Exercise description →
Could you print each of the records below exactly?

Recorded data →
══════

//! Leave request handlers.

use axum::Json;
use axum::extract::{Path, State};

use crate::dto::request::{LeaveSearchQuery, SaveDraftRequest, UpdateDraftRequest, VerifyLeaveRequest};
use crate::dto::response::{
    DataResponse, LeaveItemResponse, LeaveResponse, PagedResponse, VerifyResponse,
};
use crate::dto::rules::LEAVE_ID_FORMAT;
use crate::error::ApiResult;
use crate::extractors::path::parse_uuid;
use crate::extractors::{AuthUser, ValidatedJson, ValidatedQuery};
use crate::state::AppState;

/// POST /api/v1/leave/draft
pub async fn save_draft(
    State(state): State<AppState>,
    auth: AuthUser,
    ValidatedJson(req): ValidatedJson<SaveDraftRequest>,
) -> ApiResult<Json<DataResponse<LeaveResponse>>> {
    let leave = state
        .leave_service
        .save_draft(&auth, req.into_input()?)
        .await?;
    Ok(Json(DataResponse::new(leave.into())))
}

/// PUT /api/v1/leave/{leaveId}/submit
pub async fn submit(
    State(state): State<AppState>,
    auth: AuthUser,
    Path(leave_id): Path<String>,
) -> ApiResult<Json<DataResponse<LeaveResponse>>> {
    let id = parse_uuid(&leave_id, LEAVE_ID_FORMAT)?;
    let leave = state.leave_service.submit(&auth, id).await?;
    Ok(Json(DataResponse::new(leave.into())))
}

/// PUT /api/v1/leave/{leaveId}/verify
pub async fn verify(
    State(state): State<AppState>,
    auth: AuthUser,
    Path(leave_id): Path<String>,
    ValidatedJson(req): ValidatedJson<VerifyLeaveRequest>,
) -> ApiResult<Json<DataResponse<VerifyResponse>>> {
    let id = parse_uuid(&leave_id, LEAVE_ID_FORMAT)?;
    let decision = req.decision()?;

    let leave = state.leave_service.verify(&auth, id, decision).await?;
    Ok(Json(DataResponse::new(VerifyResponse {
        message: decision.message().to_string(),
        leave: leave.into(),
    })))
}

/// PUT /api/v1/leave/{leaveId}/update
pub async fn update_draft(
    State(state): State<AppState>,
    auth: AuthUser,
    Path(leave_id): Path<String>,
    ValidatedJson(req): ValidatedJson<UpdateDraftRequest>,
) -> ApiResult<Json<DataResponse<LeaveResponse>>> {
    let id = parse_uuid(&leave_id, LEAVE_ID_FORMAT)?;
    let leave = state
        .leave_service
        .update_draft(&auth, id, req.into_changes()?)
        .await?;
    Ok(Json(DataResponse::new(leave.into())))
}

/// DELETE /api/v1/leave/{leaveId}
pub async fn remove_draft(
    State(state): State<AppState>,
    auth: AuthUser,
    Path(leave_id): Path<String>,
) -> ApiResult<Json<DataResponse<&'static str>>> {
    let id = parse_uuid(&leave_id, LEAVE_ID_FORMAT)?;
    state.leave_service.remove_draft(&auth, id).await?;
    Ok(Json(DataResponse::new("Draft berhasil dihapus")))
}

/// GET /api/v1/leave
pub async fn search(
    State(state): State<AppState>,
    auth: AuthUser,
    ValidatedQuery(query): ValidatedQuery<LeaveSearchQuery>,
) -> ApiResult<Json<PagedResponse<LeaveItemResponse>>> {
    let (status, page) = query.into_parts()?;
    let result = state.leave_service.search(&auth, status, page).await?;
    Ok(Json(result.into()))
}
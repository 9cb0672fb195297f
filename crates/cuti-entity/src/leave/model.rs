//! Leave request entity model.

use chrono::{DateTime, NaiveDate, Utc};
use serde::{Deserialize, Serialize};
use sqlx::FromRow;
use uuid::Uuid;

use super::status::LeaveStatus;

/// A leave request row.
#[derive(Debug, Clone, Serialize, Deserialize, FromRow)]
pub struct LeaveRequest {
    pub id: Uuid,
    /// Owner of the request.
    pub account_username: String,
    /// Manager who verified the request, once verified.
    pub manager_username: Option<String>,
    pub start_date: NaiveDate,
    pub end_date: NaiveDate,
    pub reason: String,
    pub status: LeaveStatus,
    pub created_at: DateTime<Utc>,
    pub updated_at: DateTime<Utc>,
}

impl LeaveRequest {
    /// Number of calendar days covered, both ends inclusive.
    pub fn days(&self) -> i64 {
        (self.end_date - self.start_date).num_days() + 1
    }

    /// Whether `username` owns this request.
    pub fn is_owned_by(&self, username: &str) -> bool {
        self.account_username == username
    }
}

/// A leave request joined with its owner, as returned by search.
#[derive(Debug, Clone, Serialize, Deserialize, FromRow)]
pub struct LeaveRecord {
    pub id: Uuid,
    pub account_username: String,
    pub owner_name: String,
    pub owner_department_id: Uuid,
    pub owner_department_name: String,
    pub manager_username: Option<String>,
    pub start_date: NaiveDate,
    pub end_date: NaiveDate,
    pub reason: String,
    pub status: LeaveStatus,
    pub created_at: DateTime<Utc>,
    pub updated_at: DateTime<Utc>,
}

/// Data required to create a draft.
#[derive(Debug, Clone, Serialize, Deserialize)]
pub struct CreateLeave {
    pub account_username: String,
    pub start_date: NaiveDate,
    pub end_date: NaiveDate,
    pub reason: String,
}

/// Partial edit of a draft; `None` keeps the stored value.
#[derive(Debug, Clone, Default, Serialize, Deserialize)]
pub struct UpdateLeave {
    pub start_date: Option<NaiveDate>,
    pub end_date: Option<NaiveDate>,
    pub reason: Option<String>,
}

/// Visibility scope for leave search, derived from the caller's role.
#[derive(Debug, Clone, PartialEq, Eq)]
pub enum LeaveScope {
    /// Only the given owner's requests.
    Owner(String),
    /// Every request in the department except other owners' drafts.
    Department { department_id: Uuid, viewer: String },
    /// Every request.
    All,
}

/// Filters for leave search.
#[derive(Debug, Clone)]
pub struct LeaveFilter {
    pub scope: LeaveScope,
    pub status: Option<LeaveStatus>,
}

══════

Expected output →
//! Leave request handlers.

use axum::Json;
use axum::extract::{Path, State};

use crate::dto::request::{LeaveSearchQuery, SaveDraftRequest, UpdateDraftRequest, VerifyLeaveRequest};
use crate::dto::response::{
    DataResponse, LeaveItemResponse, LeaveResponse, PagedResponse, VerifyResponse,
};
use crate::dto::rules::LEAVE_ID_FORMAT;
use crate::error::ApiResult;
use crate::extractors::path::parse_uuid;
use crate::extractors::{AuthUser, ValidatedJson, ValidatedQuery};
use crate::state::AppState;

/// POST /api/v1/leave/draft
pub async fn save_draft(
    State(state): State<AppState>,
    auth: AuthUser,
    ValidatedJson(req): ValidatedJson<SaveDraftRequest>,
) -> ApiResult<Json<DataResponse<LeaveResponse>>> {
    let leave = state
        .leave_service
        .save_draft(&auth, req.into_input()?)
        .await?;
    Ok(Json(DataResponse::new(leave.into())))
}

/// PUT /api/v1/leave/{leaveId}/submit
pub async fn submit(
    State(state): State<AppState>,
    auth: AuthUser,
    Path(leave_id): Path<String>,
) -> ApiResult<Json<DataResponse<LeaveResponse>>> {
    let id = parse_uuid(&leave_id, LEAVE_ID_FORMAT)?;
    let leave = state.leave_service.submit(&auth, id).await?;
    Ok(Json(DataResponse::new(leave.into())))
}

/// PUT /api/v1/leave/{leaveId}/verify
pub async fn verify(
    State(state): State<AppState>,
    auth: AuthUser,
    Path(leave_id): Path<String>,
    ValidatedJson(req): ValidatedJson<VerifyLeaveRequest>,
) -> ApiResult<Json<DataResponse<VerifyResponse>>> {
    let id = parse_uuid(&leave_id, LEAVE_ID_FORMAT)?;
    let decision = req.decision()?;

    let leave = state.leave_service.verify(&auth, id, decision).await?;
    Ok(Json(DataResponse::new(VerifyResponse {
        message: decision.message().to_string(),
        leave: leave.into(),
    })))
}

/// PUT /api/v1/leave/{leaveId}/update
pub async fn update_draft(
    State(state): State<AppState>,
    auth: AuthUser,
    Path(leave_id): Path<String>,
    ValidatedJson(req): ValidatedJson<UpdateDraftRequest>,
) -> ApiResult<Json<DataResponse<LeaveResponse>>> {
    let id = parse_uuid(&leave_id, LEAVE_ID_FORMAT)?;
    let leave = state
        .leave_service
        .update_draft(&auth, id, req.into_changes()?)
        .await?;
    Ok(Json(DataResponse::new(leave.into())))
}

/// DELETE /api/v1/leave/{leaveId}
pub async fn remove_draft(
    State(state): State<AppState>,
    auth: AuthUser,
    Path(leave_id): Path<String>,
) -> ApiResult<Json<DataResponse<&'static str>>> {
    let id = parse_uuid(&leave_id, LEAVE_ID_FORMAT)?;
    state.leave_service.remove_draft(&auth, id).await?;
    Ok(Json(DataResponse::new("Draft berhasil dihapus")))
}

/// GET /api/v1/leave
pub async fn search(
    State(state): State<AppState>,
    auth: AuthUser,
    ValidatedQuery(query): ValidatedQuery<LeaveSearchQuery>,
) -> ApiResult<Json<PagedResponse<LeaveItemResponse>>> {
    let (status, page) = query.into_parts()?;
    let result = state.leave_service.search(&auth, status, page).await?;
    Ok(Json(result.into()))
}
repository 9cb0672fb195297f
filename crates/cuti-entity/src/leave/model.rs
//! Leave request entity model.

use chrono::{DateTime, NaiveDate, Utc};
use serde::{Deserialize, Serialize};
use sqlx::FromRow;
use uuid::Uuid;

use super::status::LeaveStatus;

/// A leave request row.
#[derive(Debug, Clone, Serialize, Deserialize, FromRow)]
pub struct LeaveRequest {
    pub id: Uuid,
    /// Owner of the request.
    pub account_username: String,
    /// Manager who verified the request, once verified.
    pub manager_username: Option<String>,
    pub start_date: NaiveDate,
    pub end_date: NaiveDate,
    pub reason: String,
    pub status: LeaveStatus,
    pub created_at: DateTime<Utc>,
    pub updated_at: DateTime<Utc>,
}

impl LeaveRequest {
    /// Number of calendar days covered, both ends inclusive.
    pub fn days(&self) -> i64 {
        (self.end_date - self.start_date).num_days() + 1
    }

    /// Whether `username` owns this request.
    pub fn is_owned_by(&self, username: &str) -> bool {
        self.account_username == username
    }
}

/// A leave request joined with its owner, as returned by search.
#[derive(Debug, Clone, Serialize, Deserialize, FromRow)]
pub struct LeaveRecord {
    pub id: Uuid,
    pub account_username: String,
    pub owner_name: String,
    pub owner_department_id: Uuid,
    pub owner_department_name: String,
    pub manager_username: Option<String>,
    pub start_date: NaiveDate,
    pub end_date: NaiveDate,
    pub reason: String,
    pub status: LeaveStatus,
    pub created_at: DateTime<Utc>,
    pub updated_at: DateTime<Utc>,
}

/// Data required to create a draft.
#[derive(Debug, Clone, Serialize, Deserialize)]
pub struct CreateLeave {
    pub account_username: String,
    pub start_date: NaiveDate,
    pub end_date: NaiveDate,
    pub reason: String,
}

/// Partial edit of a draft; `None` keeps the stored value.
#[derive(Debug, Clone, Default, Serialize, Deserialize)]
pub struct UpdateLeave {
    pub start_date: Option<NaiveDate>,
    pub end_date: Option<NaiveDate>,
    pub reason: Option<String>,
}

/// Visibility scope for leave search, derived from the caller's role.
#[derive(Debug, Clone, PartialEq, Eq)]
pub enum LeaveScope {
    /// Only the given owner's requests.
    Owner(String),
    /// Every request in the department except other owners' drafts.
    Department { department_id: Uuid, viewer: String },
    /// Every request.
    All,
}

/// Filters for leave search.
#[derive(Debug, Clone)]
pub struct LeaveFilter {
    pub scope: LeaveScope,
    pub status: Option<LeaveStatus>,
}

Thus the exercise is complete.